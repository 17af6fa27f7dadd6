//! Error de la capa HTTP. Toda respuesta de error tiene la forma
//! `{ "success": false, "error": "<mensaje>" }`.
use advisor_core::RunError;
use advisor_domain::DomainError;
use axum::http::StatusCode;
use axum::response::{IntoResponse, Response};
use axum::Json;
use serde_json::json;
use thiserror::Error;

#[derive(Debug, Error)]
pub enum ApiError {
    #[error("{0}")]
    BadRequest(String),
    #[error("{0}")]
    NotFound(String),
    #[error("{0}")]
    Conflict(String),
    /// Fallo de un servicio externo (vault).
    #[error("{0}")]
    Upstream(String),
    #[error("{0}")]
    Internal(String),
}

impl ApiError {
    pub fn status(&self) -> StatusCode {
        match self {
            ApiError::BadRequest(_) => StatusCode::BAD_REQUEST,
            ApiError::NotFound(_) => StatusCode::NOT_FOUND,
            ApiError::Conflict(_) => StatusCode::CONFLICT,
            ApiError::Upstream(_) => StatusCode::BAD_GATEWAY,
            ApiError::Internal(_) => StatusCode::INTERNAL_SERVER_ERROR,
        }
    }
}

impl From<RunError> for ApiError {
    fn from(e: RunError) -> Self {
        match e {
            RunError::RunNotFound(_) => ApiError::NotFound(e.to_string()),
            RunError::WorkflowMismatch { .. } => ApiError::BadRequest(e.to_string()),
            other => ApiError::Internal(other.to_string()),
        }
    }
}

impl From<DomainError> for ApiError {
    fn from(e: DomainError) -> Self {
        match e {
            DomainError::DocumentNotFound(_) | DomainError::ProjectNotFound(_) => ApiError::BadRequest(e.to_string()),
            DomainError::Vault(_) => ApiError::Upstream(e.to_string()),
        }
    }
}

impl IntoResponse for ApiError {
    fn into_response(self) -> Response {
        let status = self.status();
        if status.is_server_error() {
            tracing::error!(status = status.as_u16(), error = %self, "request failed");
        } else {
            tracing::debug!(status = status.as_u16(), error = %self, "request rejected");
        }
        (status, Json(json!({ "success": false, "error": self.to_string() }))).into_response()
    }
}
//! Errores de la aplicación: configuración y respuestas HTTP.

pub mod api_error;
pub mod config_error;

pub use api_error::ApiError;
pub use config_error::ConfigError;
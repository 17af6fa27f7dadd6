use serde::{Deserialize, Serialize};

/// Estado de un paso dentro de un run.
///
/// Transiciones: `Pending` -> `Running` -> `Completed` | `Failed`. Los pasos
/// persistidos de un run completado están todos en `Completed`.
#[derive(Debug, Clone, Copy, PartialEq, Eq, Serialize, Deserialize)]
#[serde(rename_all = "lowercase")]
pub enum StepStatus {
    /// El paso está pendiente de ejecución.
    Pending,
    /// El paso está en ejecución.
    Running,
    /// El paso finalizó correctamente.
    Completed,
    /// El paso falló.
    Failed,
}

WHAT TO DO
Count each line of the listing above in which "Completed" appears, and give that count with nothing added.

RESPONSE AREA
3